In what could almost be contrived as a follow-up to this summer's run-in with the Cambridge police, Harvard has now taken to developing its own meter to determine if in fact people are implicitly racist or sexist. Enter "Project Implicit."
The system uses Pavlovian conditioning to have the user sort cropped faces into left and right categories, originally denoted as "European American" or "African American," a red 'X' signaled when the user makes a selection of which the program does not approve. The second round then replaces these titles with "Bad" and "Good," now flashing words intended to be sorted based on connotations. Later rounds permutate "Good" and "Bad" with "European American" and "African American," in the race test, to measure changes in reaction times when, for example, "Good" is paired with "European American" or "Bad" with "African American". The results of this say how racist the user is.
But the Implicit Association Test seems to be flawed from the start, presumably yielding only the results it is intended to: that, in fact, you are a racist.
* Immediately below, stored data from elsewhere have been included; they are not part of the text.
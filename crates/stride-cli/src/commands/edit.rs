use anyhow::Result;
use owo_colors::OwoColorize;
use stride_core::models::UpdateTaskData;
use stride_core::session::Session;
use stride_core::store::TaskRepository;

use super::load_tasks;
use crate::cli::EditCommand;
use crate::parser::parse_due_date;
use crate::util::resolve_task_id;

pub async fn edit_task(session: &Session, command: EditCommand) -> Result<()> {
    let tasks = load_tasks(session).await;
    let id = resolve_task_id(&tasks.list(), &command.id)?;
    let task = tasks
        .get(&id)
        .ok_or_else(|| anyhow::anyhow!("Task not found"))?;

    let due_date = command
        .due
        .as_deref()
        .map(|d| parse_due_date(d, session.clock().now(), session.calendar()))
        .transpose()?;

    let tags = if command.add_tag.is_empty() && command.remove_tag.is_empty() {
        None
    } else {
        let mut tags: Vec<String> = task
            .tags
            .iter()
            .filter(|t| !command.remove_tag.contains(t))
            .cloned()
            .collect();
        for tag in command.add_tag {
            if !tags.contains(&tag) {
                tags.push(tag);
            }
        }
        Some(tags)
    };

    let mut patch = UpdateTaskData {
        title: command.title,
        description: command.description,
        due_date,
        status: command.status,
        priority: command.priority,
        tags,
        assignee_id: None,
    };
    if patch == UpdateTaskData::default() {
        println!("Nothing to change.");
        return Ok(());
    }

    // Status goes through set_status so completions reach the history.
    let status = patch.status.take();
    if patch != UpdateTaskData::default() {
        tasks.update(&id, patch).await?;
    }
    if let Some(status) = status {
        tasks.set_status(&id, status).await?;
    }

    let updated = tasks.get(&id).unwrap_or(task);
    println!("{} Updated task: '{}'", "✓".green().bold(), updated.title);
    Ok(())
}
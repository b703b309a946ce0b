//! Per-day completion counters.
//!
//! One entry per (calendar day, owner). Entries are only ever created or
//! incremented by a transition into `completed`; nothing decrements them.

use crate::error::RemoteError;
use crate::models::{HistoryEntry, OwnerKey};
use crate::remote::{DocumentStore, FieldFilter, OrderBy};
use chrono::{Duration, NaiveDate};
use serde::{Deserialize, Serialize};
use std::collections::BTreeMap;
use std::sync::{Arc, Mutex, MutexGuard};

pub const DEFAULT_WINDOW_DAYS: u32 = 14;

/// Trailing window of calendar days ending at `end` (inclusive).
#[derive(Debug, Clone, Copy, PartialEq, Eq)]
pub struct HistoryWindow {
    pub end: NaiveDate,
    pub days: u32,
}

impl HistoryWindow {
    pub fn trailing(end: NaiveDate, days: u32) -> Self {
        Self { end, days }
    }

    pub fn start(&self) -> NaiveDate {
        self.end - Duration::days(i64::from(self.days.saturating_sub(1)))
    }

    pub fn dates(&self) -> impl Iterator<Item = NaiveDate> + '_ {
        let start = self.start();
        (0..self.days).map(move |offset| start + Duration::days(i64::from(offset)))
    }
}

/// In-process completion history for every owner of a session.
#[derive(Debug, Default)]
pub struct CompletionHistory {
    entries: Mutex<BTreeMap<(OwnerKey, NaiveDate), HistoryEntry>>,
}

impl CompletionHistory {
    pub fn new() -> Self {
        Self::default()
    }

    fn guard(&self) -> MutexGuard<'_, BTreeMap<(OwnerKey, NaiveDate), HistoryEntry>> {
        self.entries.lock().unwrap_or_else(|e| e.into_inner())
    }

    /// Upserts the entry for `(date, owner)`: `{1, 1}` when absent, both
    /// counters +1 otherwise. Returns the updated entry.
    pub fn record_completion(&self, date: NaiveDate, owner: &OwnerKey) -> HistoryEntry {
        let mut entries = self.guard();
        let entry = entries
            .entry((owner.clone(), date))
            .or_insert_with(|| HistoryEntry::empty(date, owner.clone()));
        entry.completed_tasks += 1;
        entry.total_tasks += 1;
        entry.clone()
    }

    /// One entry per day of `window`, ascending, zero-filled for idle days.
    pub fn entries(&self, owner: &OwnerKey, window: HistoryWindow) -> Vec<HistoryEntry> {
        let entries = self.guard();
        window
            .dates()
            .map(|date| {
                entries
                    .get(&(owner.clone(), date))
                    .cloned()
                    .unwrap_or_else(|| HistoryEntry::empty(date, owner.clone()))
            })
            .collect()
    }

    /// Stored entries only, ascending by date.
    pub fn raw_entries(&self, owner: &OwnerKey) -> Vec<HistoryEntry> {
        self.guard()
            .range((owner.clone(), NaiveDate::MIN)..=(owner.clone(), NaiveDate::MAX))
            .map(|(_, entry)| entry.clone())
            .collect()
    }

    pub fn get(&self, date: NaiveDate, owner: &OwnerKey) -> Option<HistoryEntry> {
        self.guard().get(&(owner.clone(), date)).cloned()
    }

    /// Replaces stored counters with `incoming` values, one per (date, owner).
    /// Used when the remote copy is re-read.
    pub fn merge_remote(&self, incoming: impl IntoIterator<Item = HistoryEntry>) {
        let mut entries = self.guard();
        for entry in incoming {
            entries.insert((entry.owner.clone(), entry.date), entry);
        }
    }
}

/// Colour bucket 0..=4 for the streak grid.
pub fn intensity(entry: &HistoryEntry) -> u8 {
    if entry.total_tasks == 0 {
        return 0;
    }
    let rate = entry.completion_rate();
    if rate <= 0.0 {
        0
    } else if rate < 0.25 {
        1
    } else if rate < 0.5 {
        2
    } else if rate < 0.75 {
        3
    } else {
        4
    }
}

/// Σcompleted / Σtotal over `entries`; `None` when nothing was recorded.
pub fn completion_rate(entries: &[HistoryEntry]) -> Option<f64> {
    let (completed, total) = entries.iter().fold((0u64, 0u64), |(c, t), e| {
        (c + u64::from(e.completed_tasks), t + u64::from(e.total_tasks))
    });
    if total == 0 {
        None
    } else {
        Some(completed as f64 / total as f64)
    }
}

pub const HISTORY_COLLECTION: &str = "taskCompletions";

/// Stored shape of a history entry in the `taskCompletions` collection.
#[derive(Debug, Clone, Serialize, Deserialize, PartialEq)]
#[serde(rename_all = "camelCase")]
pub struct HistoryDocument {
    pub date: NaiveDate,
    pub user_id: String,
    #[serde(default, skip_serializing_if = "Option::is_none")]
    pub team_id: Option<String>,
    pub completed_tasks: u32,
    pub total_tasks: u32,
}

impl From<&HistoryEntry> for HistoryDocument {
    fn from(entry: &HistoryEntry) -> Self {
        Self {
            date: entry.date,
            user_id: entry.owner.user_id().to_string(),
            team_id: entry.owner.team_id().map(str::to_string),
            completed_tasks: entry.completed_tasks,
            total_tasks: entry.total_tasks.max(entry.completed_tasks),
        }
    }
}

impl From<HistoryDocument> for HistoryEntry {
    fn from(doc: HistoryDocument) -> Self {
        let owner = match doc.team_id {
            Some(team_id) => OwnerKey::team_member(team_id, doc.user_id),
            None => OwnerKey::user(doc.user_id),
        };
        Self {
            date: doc.date,
            owner,
            completed_tasks: doc.completed_tasks,
            total_tasks: doc.total_tasks.max(doc.completed_tasks),
        }
    }
}

fn owner_filters(owner: &OwnerKey) -> Vec<FieldFilter> {
    let mut filters = vec![FieldFilter::eq("userId", owner.user_id())];
    if let Some(team_id) = owner.team_id() {
        filters.push(FieldFilter::eq("teamId", team_id));
    }
    filters
}

/// Personal and team entries of one user share `userId`; `teamId` tells them apart.
fn same_owner(doc: &HistoryDocument, owner: &OwnerKey) -> bool {
    doc.user_id == owner.user_id() && doc.team_id.as_deref() == owner.team_id()
}

/// Every remote history document of `owner`, oldest first.
pub(crate) async fn load_remote(
    store: Arc<dyn DocumentStore>,
    owner: &OwnerKey,
) -> Result<Vec<HistoryEntry>, RemoteError> {
    let docs = store
        .query(HISTORY_COLLECTION, &owner_filters(owner), Some(OrderBy::asc("date")))
        .await?;
    let mut entries = Vec::with_capacity(docs.len());
    for doc in docs {
        let history: HistoryDocument = serde_json::from_value(doc.data)?;
        if same_owner(&history, owner) {
            entries.push(HistoryEntry::from(history));
        }
    }
    Ok(entries)
}

/// Writes `entry` over the remote document for its (date, owner), creating it if needed.
pub(crate) async fn upsert_remote(
    store: Arc<dyn DocumentStore>,
    entry: HistoryEntry,
) -> Result<(), RemoteError> {
    let mut filters = owner_filters(&entry.owner);
    filters.push(FieldFilter::eq("date", entry.date.to_string()));
    let body = serde_json::to_value(HistoryDocument::from(&entry))?;

    let existing = store.query(HISTORY_COLLECTION, &filters, None).await?;
    let target = existing.into_iter().find(|doc| {
        serde_json::from_value::<HistoryDocument>(doc.data.clone())
            .map(|h| same_owner(&h, &entry.owner))
            .unwrap_or(false)
    });
    match target {
        Some(doc) => store.update(HISTORY_COLLECTION, &doc.id, body).await,
        None => store.insert(HISTORY_COLLECTION, body).await.map(|_| ()),
    }
}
Or a sexist. Or that based on the given test, results were inconclusive to conclusively say that you are a racist, but you probably are.
More info on the project after the jump.
Project Implicit offers a whole range of implicit association tests, from other races and various skin tones to a sexuality IAT. Again, FlyBy wonders what these tests seek to achieve. Such a program builds itself only on the ability to highlight racism where none may actually exist. This likely exacerbates the issue of racism, doing nothing to combat it, but trivializes it to the scale of what could be a Facebook app. Tired of the same old liberal versus conservative grids? Instead, check out my bigot meter... telling you that when I see faces of black people, I think to press "Bad" instead of "Good." FlyBy actually wonders how much the design of this program forces these unexpected results. Though, consequently, you should probably expect to learn you are a racist.
FlyBy does remember this email forward from couple years back, but only recently has it won the appendage of being a "Harvard"-branded product, the most startling part of this whole affair. Glad to know that Harvard is now on top of things when it comes to combatting racism on campus... by reminding people that they are, in fact, racists.